Dec 11, 2014 21:56 GMT  ·  By

The operators behind the BlackEnergy cyber-espionage campaign are believed to have exploited a vulnerability fixed in the latest version of the SIMATIC WinCC software from Siemens, which is used in industrial control systems (ICS).

The information comes from ICS-CERT (Industrial Control Systems Cyber Emergency Response Team), which updated an older alert, from October 29, about an advanced persistent threat group targeting HMI (human–machine interface) software from products of different vendors, including Siemens WinCC.

ICS-CERT did not release too many details about the threat or the actor behind it, but it informs that the compromise was possible because of the vulnerability recently patched in WinCC.

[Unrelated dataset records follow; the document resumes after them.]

//! Per-group override handlers.
//!
//! Some groups are not a static LED list: chassis identify, for
//! example, fans out across every slot's LEDs.  Such a group is tagged
//! [`GroupHandler::Custom`] at construction and its transitions go to the
//! service's [`OverrideHandler`] instead of arbitration.  The handler owns
//! every hardware effect and its return value becomes the group's state;
//! nothing is persisted for it.

use log::info;

use crate::app::ports::PhysicalLedPort;
use crate::drivers::led_driver::drive_batch;
use crate::error::{Error, Result};
use crate::layout::LedAction;

/// Handle passed back to the override handler to pick its target.
#[derive(Debug, Clone, Copy, PartialEq, Eq, Hash)]
pub struct HandlerId(pub u16);

/// How a group's transitions are carried out.
#[derive(Debug, Clone, Copy, PartialEq, Eq, Default)]
pub enum GroupHandler {
    /// Reference-counted arbitration, persistence, then drive.
    #[default]
    Standard,
    /// Delegate to the service's override handler.
    Custom(HandlerId),
}

/// Takes over transitions for groups tagged [`GroupHandler::Custom`].
pub trait OverrideHandler {
    /// Carry out `group -> value` and return the committed value.
    ///
    /// On error the group's state is left unchanged.
    fn handle<L: PhysicalLedPort>(
        &mut self,
        id: HandlerId,
        group: &str,
        value: bool,
        leds: &mut L,
    ) -> Result<bool>;
}

/// Handler for services with no custom groups.
#[derive(Debug, Clone, Copy, Default)]
pub struct NoOverride;

impl OverrideHandler for NoOverride {
    fn handle<L: PhysicalLedPort>(
        &mut self,
        _id: HandlerId,
        group: &str,
        _value: bool,
        _leds: &mut L,
    ) -> Result<bool> {
        Err(Error::Override {
            group: group.to_owned(),
            reason: "no override handler installed".to_owned(),
        })
    }
}

// ───────────────────────────────────────────────────────────────
// Identify fan-out
// ───────────────────────────────────────────────────────────────

/// LEDs an identify group fans out to.
#[derive(Debug, Clone, PartialEq, Eq)]
pub struct IdentifyTarget {
    pub leds: Vec<String>,
    pub action: LedAction,
}

/// Drives a fixed LED list directly: asserting shows the target action
/// on every LED, de-asserting switches them all Off.
#[derive(Debug, Clone, Default)]
pub struct IdentifyFanout {
    targets: Vec<IdentifyTarget>,
}

impl IdentifyFanout {
    pub fn new() -> Self {
        Self::default()
    }

    /// Register a target and return the id to tag its group with.
    pub fn add(&mut self, target: IdentifyTarget) -> HandlerId {
        let id = HandlerId(self.targets.len() as u16);
        self.targets.push(target);
        id
    }

    pub fn target(&self, id: HandlerId) -> Option<&IdentifyTarget> {
        self.targets.get(id.0 as usize)
    }
}

impl OverrideHandler for IdentifyFanout {
    fn handle<L: PhysicalLedPort>(
        &mut self,
        id: HandlerId,
        group: &str,
        value: bool,
        leds: &mut L,
    ) -> Result<bool> {
        let target = self.target(id).ok_or_else(|| Error::Override {
            group: group.to_owned(),
            reason: format!("no identify target #{}", id.0),
        })?;

        let names = target.leds.iter().map(String::as_str);
        if value {
            drive_batch(leds, names.map(|led| (led, target.action)), [])?;
        } else {
            drive_batch(leds, [], names)?;
        }
        info!("Identify {}: {} LED(s) -> {}", group, target.leds.len(), if value { "asserted" } else { "off" });
        Ok(value)
    }
}
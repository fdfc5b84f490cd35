//! Fuzz target: persisted group record decoding
//!
//! Stores arbitrary bytes where the group record lives and checks that
//! loading either yields a map or a typed error, and that the store can
//! always be rewritten afterwards.
//!
//! cargo fuzz run fuzz_group_record

#![no_main]

use libfuzzer_sys::fuzz_target;
use ledmanager::adapters::group_store::PersistedGroups;
use ledmanager::adapters::storage::MemoryStorage;
use ledmanager::app::ports::{GroupStorePort, StoragePort};

fuzz_target!(|data: &[u8]| {
    let mut storage = MemoryStorage::new();
    if storage.write("ledmanager", "groups", data).is_err() {
        return;
    }

    let mut store = PersistedGroups::new(storage);
    let _ = store.load_all();

    store.store_group("chassis_identify", true).unwrap();
    assert_eq!(store.load_all().unwrap().get("chassis_identify"), Some(true));
});
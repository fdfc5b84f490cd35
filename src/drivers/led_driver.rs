//! Physical LED drive batches.
//!
//! Turns the assert/de-assert sets produced by arbitration into property
//! writes on a [`PhysicalLedPort`].
//!
//! ## Write order
//!
//! For a Blink target, `DutyOn` and `Period` are written **before**
//! `State`, so a LED entering Blink never flashes with a stale duty
//! cycle.  `On`/`Off` targets write `State` only.
//!
//! ## Failures
//!
//! A batch is best-effort fan-out: a failing LED is logged and recorded,
//! and the remaining LEDs are still written.  The caller gets one
//! aggregated [`HardwareWriteFailure`] at the end.

use log::{debug, error};

use crate::app::ports::{LedError, PhysicalLedPort, PropertyValue};
use crate::error::HardwareWriteFailure;
use crate::layout::{Layout, LedAction, LedState};
use crate::manager::ActionSet;

/// Drive the LEDs of one arbitration transition.
pub fn drive(
    leds: &mut impl PhysicalLedPort,
    layout: &Layout,
    assert: &ActionSet,
    deassert: &ActionSet,
) -> Result<(), HardwareWriteFailure> {
    drive_batch(
        leds,
        assert.iter().map(|(id, action)| (layout.led_name(*id), *action)),
        deassert.keys().map(|id| layout.led_name(*id)),
    )
}

/// Drive a batch of LEDs named directly.
///
/// `assert` entries get their action; `deassert` entries are switched Off.
pub fn drive_batch<'a>(
    leds: &mut impl PhysicalLedPort,
    assert: impl IntoIterator<Item = (&'a str, LedAction)>,
    deassert: impl IntoIterator<Item = &'a str>,
) -> Result<(), HardwareWriteFailure> {
    let mut failure = HardwareWriteFailure::default();

    for (led, action) in assert {
        debug!("drive {} -> {}", led, action);
        if let Err(e) = apply(leds, led, action) {
            error!("LED {}: failed to apply {}: {}", led, action, e);
            failure.failures.push((led.to_owned(), e));
        }
    }

    for led in deassert {
        debug!("drive {} -> Off", led);
        if let Err(e) = leds.set(led, PropertyValue::State(LedState::Off)) {
            error!("LED {}: failed to switch off: {}", led, e);
            failure.failures.push((led.to_owned(), e));
        }
    }

    if failure.is_empty() { Ok(()) } else { Err(failure) }
}

/// Write one LED.  A failed timing write skips the state write.
fn apply(leds: &mut impl PhysicalLedPort, led: &str, action: LedAction) -> Result<(), LedError> {
    if let LedAction::Blink { duty_on, period_ms } = action {
        leds.set(led, PropertyValue::DutyOn(duty_on))?;
        leds.set(led, PropertyValue::Period(period_ms))?;
    }
    leds.set(led, PropertyValue::State(action.state()))
}
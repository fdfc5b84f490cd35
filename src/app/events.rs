//! Outbound application events.
//!
//! The [`LedService`](super::service::LedService) emits these through the
//! [`EventSink`](super::ports::EventSink) port.  Adapters on the other
//! side decide what to do with them.

/// Structured events emitted by the application core.
#[derive(Debug, Clone, PartialEq, Eq)]
pub enum AppEvent {
    /// Startup replay finished.
    Started { groups: usize, replayed: usize, skipped: usize },

    /// A group's asserted state was committed through arbitration.
    GroupChanged { group: String, asserted: bool },

    /// Physical writes for a committed transition went through.
    LedsDriven { group: String, asserted: usize, deasserted: usize },

    /// Some physical writes for a committed transition failed.
    DriveFailed { group: String, failed: Vec<String> },

    /// An override handler took the transition instead of arbitration.
    Overridden { group: String, asserted: bool },

    /// A persisted group could not be replayed at startup.
    ReplaySkipped { group: String, reason: String },
}
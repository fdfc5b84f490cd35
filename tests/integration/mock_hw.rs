//! Mock adapters for integration tests.
//!
//! `RecordingLeds` and `MockStore` append to one shared journal so tests
//! can assert on the relative order of durable writes and LED writes.

use std::cell::RefCell;
use std::collections::{BTreeMap, HashSet};
use std::rc::Rc;

use ledmanager::app::events::AppEvent;
use ledmanager::app::ports::{
    EventSink, GroupIntent, GroupStorePort, LedError, LedProperty, PhysicalLedPort, PropertyValue,
    StorageError,
};
use ledmanager::layout::LedState;

// ── Journal ───────────────────────────────────────────────────

#[derive(Debug, Clone, PartialEq, Eq)]
pub enum Op {
    Store { group: String, asserted: bool },
    Led { led: String, value: PropertyValue },
}

pub type Journal = Rc<RefCell<Vec<Op>>>;

pub fn journal() -> Journal {
    Rc::new(RefCell::new(Vec::new()))
}

// ── RecordingLeds ─────────────────────────────────────────────

pub struct RecordingLeds {
    journal: Journal,
    state: BTreeMap<String, LedState>,
    faulty: HashSet<String>,
    write_only: bool,
}

#[allow(dead_code)]
impl RecordingLeds {
    pub fn new(journal: &Journal, names: &[&str]) -> Self {
        Self {
            journal: Rc::clone(journal),
            state: names.iter().map(|n| ((*n).to_owned(), LedState::Off)).collect(),
            faulty: HashSet::new(),
            write_only: false,
        }
    }

    /// Every `get` answers `Unsupported`, like a backend with no readback.
    pub fn write_only(mut self) -> Self {
        self.write_only = true;
        self
    }

    pub fn fail(&mut self, led: &str) {
        self.faulty.insert(led.to_owned());
    }

    pub fn state(&self, led: &str) -> Option<LedState> {
        self.state.get(led).copied()
    }

    pub fn led_writes(&self) -> usize {
        self.journal
            .borrow()
            .iter()
            .filter(|op| matches!(op, Op::Led { .. }))
            .count()
    }
}

impl PhysicalLedPort for RecordingLeds {
    fn get(&self, led: &str, property: LedProperty) -> Result<PropertyValue, LedError> {
        if self.write_only {
            return Err(LedError::Unsupported);
        }
        let state = self.state.get(led).ok_or(LedError::NotFound)?;
        match property {
            LedProperty::State => Ok(PropertyValue::State(*state)),
            _ => Err(LedError::Unsupported),
        }
    }

    fn set(&mut self, led: &str, value: PropertyValue) -> Result<(), LedError> {
        if self.faulty.contains(led) {
            return Err(LedError::Io("injected".into()));
        }
        let state = self.state.get_mut(led).ok_or(LedError::NotFound)?;
        if let PropertyValue::State(s) = value {
            *state = s;
        }
        self.journal.borrow_mut().push(Op::Led {
            led: led.to_owned(),
            value,
        });
        Ok(())
    }
}

// ── MockStore ─────────────────────────────────────────────────

pub struct MockStore {
    journal: Journal,
    pub groups: GroupIntent,
    pub fail_writes: bool,
    pub corrupt: bool,
}

#[allow(dead_code)]
impl MockStore {
    pub fn new(journal: &Journal) -> Self {
        Self {
            journal: Rc::clone(journal),
            groups: GroupIntent::new(),
            fail_writes: false,
            corrupt: false,
        }
    }

    /// A store whose record lists `groups`, oldest change first.
    pub fn with(journal: &Journal, groups: &[(&str, bool)]) -> Self {
        let mut store = Self::new(journal);
        store.groups = groups.iter().map(|(g, v)| (*g, *v)).collect();
        store
    }
}

impl GroupStorePort for MockStore {
    fn store_group(&mut self, name: &str, asserted: bool) -> Result<(), StorageError> {
        if self.fail_writes {
            return Err(StorageError::Full);
        }
        self.groups.record(name, asserted);
        self.journal.borrow_mut().push(Op::Store {
            group: name.to_owned(),
            asserted,
        });
        Ok(())
    }

    fn load_all(&self) -> Result<GroupIntent, StorageError> {
        if self.corrupt {
            return Err(StorageError::Corrupted);
        }
        Ok(self.groups.clone())
    }
}

// ── RecordingSink ─────────────────────────────────────────────

#[derive(Default)]
pub struct RecordingSink {
    pub events: Vec<AppEvent>,
}

impl RecordingSink {
    pub fn new() -> Self {
        Self::default()
    }
}

impl EventSink for RecordingSink {
    fn emit(&mut self, event: &AppEvent) {
        self.events.push(event.clone());
    }
}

The products affected by the glitch are SIMATIC WinCC, SIMATIC PCS7, and TIA Portal V13 (WinCC Professional Runtime included). The risk was the execution of arbitrary code remotely, without authentication.

“While ICS-CERT lacks definitive information on how WinCC systems are being compromised by BlackEnergy, there are indications that one of the vulnerabilities fixed with the latest update for SIMATIC WinCC may have been exploited by the BlackEnergy malware,” reads the latest ICS-CERT advisory on the matter.

BlackEnergy has been designed for cyber-espionage activities, and according to the profile of the threat from Kaspersky, it focuses on industrial control systems (ICS).